ASSIGNMENT >> Every line below that contains "derive" is to be copied.

(Extracted records)
━━━━━━━━
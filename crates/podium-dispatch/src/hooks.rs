//! Lifecycle hooks fired around an action call.
//!
//! # Pipeline Position
//!
//! ```text
//! remainder + params
//!   → BEFORE_VALIDATE ← (normalize or inspect raw parameters)
//!   → validation / error handler selection
//!   → BEFORE_CALL     ← (inject request state, audit)
//!   → action
//!   → BEFORE_RENDER   ← (add or drop namespace entries)
//!   → template rendering
//!   → AFTER_RENDER    ← (post-process the rendered body)
//! ```
//!
//! Hooks come from two places: application-wide hooks registered on the
//! [`Dispatcher`](crate::Dispatcher), and per-action hooks registered on the
//! action's [`Decoration`](crate::Decoration). For each event the global hooks
//! run first, then the action's own, each list in registration order. A hook
//! returning an error aborts the request.

use std::fmt;
use std::sync::Arc;
use thiserror::Error;

use crate::context::RequestContext;
use crate::handler::Output;
use crate::params::{Arguments, Params};
use crate::render::RenderResult;

/// The points in the pipeline where hooks are notified.
#[derive(Debug, Clone, Copy, PartialEq, Eq, Hash)]
pub enum HookEvent {
    BeforeValidate,
    BeforeCall,
    BeforeRender,
    AfterRender,
}

impl HookEvent {
    pub fn as_str(&self) -> &'static str {
        match self {
            HookEvent::BeforeValidate => "before_validate",
            HookEvent::BeforeCall => "before_call",
            HookEvent::BeforeRender => "before_render",
            HookEvent::AfterRender => "after_render",
        }
    }
}

impl fmt::Display for HookEvent {
    fn fmt(&self, f: &mut fmt::Formatter<'_>) -> fmt::Result {
        f.write_str(self.as_str())
    }
}

/// Error returned by a hook.
#[derive(Debug, Error)]
#[error("hook error ({event}): {message}")]
pub struct HookError {
    /// Human-readable error message
    pub message: String,
    /// The event being notified when the hook failed
    pub event: HookEvent,
    /// The underlying error source, if any
    #[source]
    pub source: Option<Box<dyn std::error::Error + Send + Sync + 'static>>,
}

impl HookError {
    pub fn new(event: HookEvent, message: impl Into<String>) -> Self {
        Self {
            message: message.into(),
            event,
            source: None,
        }
    }

    pub fn before_validate(message: impl Into<String>) -> Self {
        Self::new(HookEvent::BeforeValidate, message)
    }

    pub fn before_call(message: impl Into<String>) -> Self {
        Self::new(HookEvent::BeforeCall, message)
    }

    pub fn before_render(message: impl Into<String>) -> Self {
        Self::new(HookEvent::BeforeRender, message)
    }

    pub fn after_render(message: impl Into<String>) -> Self {
        Self::new(HookEvent::AfterRender, message)
    }

    /// Sets the source error.
    pub fn with_source<E>(mut self, source: E) -> Self
    where
        E: Into<Box<dyn std::error::Error + Send + Sync + 'static>>,
    {
        self.source = Some(source.into());
        self
    }
}

/// Receives the decoded remainder and the raw parameters, which it may edit.
pub type BeforeValidateFn =
    Arc<dyn Fn(&mut RequestContext, &[String], &mut Params) -> Result<(), HookError> + Send + Sync>;

/// Receives the arguments the action is about to be called with.
pub type BeforeCallFn =
    Arc<dyn Fn(&mut RequestContext, &mut Arguments) -> Result<(), HookError> + Send + Sync>;

/// Receives the action's raw output before it is rendered.
pub type BeforeRenderFn = Arc<
    dyn Fn(&mut RequestContext, &Arguments, &mut Output) -> Result<(), HookError> + Send + Sync,
>;

/// Receives the rendered result.
pub type AfterRenderFn =
    Arc<dyn Fn(&mut RequestContext, &mut RenderResult) -> Result<(), HookError> + Send + Sync>;

/// An ordered set of hooks for each [`HookEvent`].
#[derive(Clone, Default)]
pub struct Hooks {
    before_validate: Vec<BeforeValidateFn>,
    before_call: Vec<BeforeCallFn>,
    before_render: Vec<BeforeRenderFn>,
    after_render: Vec<AfterRenderFn>,
}

impl Hooks {
    pub fn new() -> Self {
        Self::default()
    }

    /// Returns true if no hooks are registered.
    pub fn is_empty(&self) -> bool {
        self.before_validate.is_empty()
            && self.before_call.is_empty()
            && self.before_render.is_empty()
            && self.after_render.is_empty()
    }

    /// Number of hooks registered for `event`.
    pub fn count(&self, event: HookEvent) -> usize {
        match event {
            HookEvent::BeforeValidate => self.before_validate.len(),
            HookEvent::BeforeCall => self.before_call.len(),
            HookEvent::BeforeRender => self.before_render.len(),
            HookEvent::AfterRender => self.after_render.len(),
        }
    }

    pub fn before_validate<F>(mut self, f: F) -> Self
    where
        F: Fn(&mut RequestContext, &[String], &mut Params) -> Result<(), HookError>
            + Send
            + Sync
            + 'static,
    {
        self.before_validate.push(Arc::new(f));
        self
    }

    /// Adds a `before_call` hook.
    ///
    /// # Example
    ///
    /// ```rust
    /// use podium_dispatch::{Hooks, HookError};
    ///
    /// let hooks = Hooks::new().before_call(|_ctx, args| {
    ///     if args.get("id").is_none() {
    ///         return Err(HookError::before_call("missing id"));
    ///     }
    ///     Ok(())
    /// });
    /// assert!(!hooks.is_empty());
    /// ```
    pub fn before_call<F>(mut self, f: F) -> Self
    where
        F: Fn(&mut RequestContext, &mut Arguments) -> Result<(), HookError> + Send + Sync + 'static,
    {
        self.before_call.push(Arc::new(f));
        self
    }

    pub fn before_render<F>(mut self, f: F) -> Self
    where
        F: Fn(&mut RequestContext, &Arguments, &mut Output) -> Result<(), HookError>
            + Send
            + Sync
            + 'static,
    {
        self.before_render.push(Arc::new(f));
        self
    }

    pub fn after_render<F>(mut self, f: F) -> Self
    where
        F: Fn(&mut RequestContext, &mut RenderResult) -> Result<(), HookError>
            + Send
            + Sync
            + 'static,
    {
        self.after_render.push(Arc::new(f));
        self
    }

    /// Prepends `parent`'s hooks to these, event by event.
    pub fn inherit_from(&mut self, parent: &Hooks) {
        fn prepend<T: Clone>(own: &mut Vec<T>, parent: &[T]) {
            let mut merged = parent.to_vec();
            merged.append(own);
            *own = merged;
        }
        prepend(&mut self.before_validate, &parent.before_validate);
        prepend(&mut self.before_call, &parent.before_call);
        prepend(&mut self.before_render, &parent.before_render);
        prepend(&mut self.after_render, &parent.after_render);
    }

    pub fn run_before_validate(
        &self,
        ctx: &mut RequestContext,
        remainder: &[String],
        params: &mut Params,
    ) -> Result<(), HookError> {
        for hook in &self.before_validate {
            hook(ctx, remainder, params)?;
        }
        Ok(())
    }

    pub fn run_before_call(
        &self,
        ctx: &mut RequestContext,
        args: &mut Arguments,
    ) -> Result<(), HookError> {
        for hook in &self.before_call {
            hook(ctx, args)?;
        }
        Ok(())
    }

    pub fn run_before_render(
        &self,
        ctx: &mut RequestContext,
        args: &Arguments,
        output: &mut Output,
    ) -> Result<(), HookError> {
        for hook in &self.before_render {
            hook(ctx, args, output)?;
        }
        Ok(())
    }

    pub fn run_after_render(
        &self,
        ctx: &mut RequestContext,
        result: &mut RenderResult,
    ) -> Result<(), HookError> {
        for hook in &self.after_render {
            hook(ctx, result)?;
        }
        Ok(())
    }
}

impl fmt::Debug for Hooks {
    fn fmt(&self, f: &mut fmt::Formatter<'_>) -> fmt::Result {
        f.debug_struct("Hooks")
            .field("before_validate_count", &self.before_validate.len())
            .field("before_call_count", &self.before_call.len())
            .field("before_render_count", &self.before_render.len())
            .field("after_render_count", &self.after_render.len())
            .finish()
    }
}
━━━━━━━━
RESULT FOR THIS EXERCISE >>
#[derive(Debug, Clone, Copy, PartialEq, Eq, Hash)]
#[derive(Debug, Error)]
#[derive(Clone, Default)]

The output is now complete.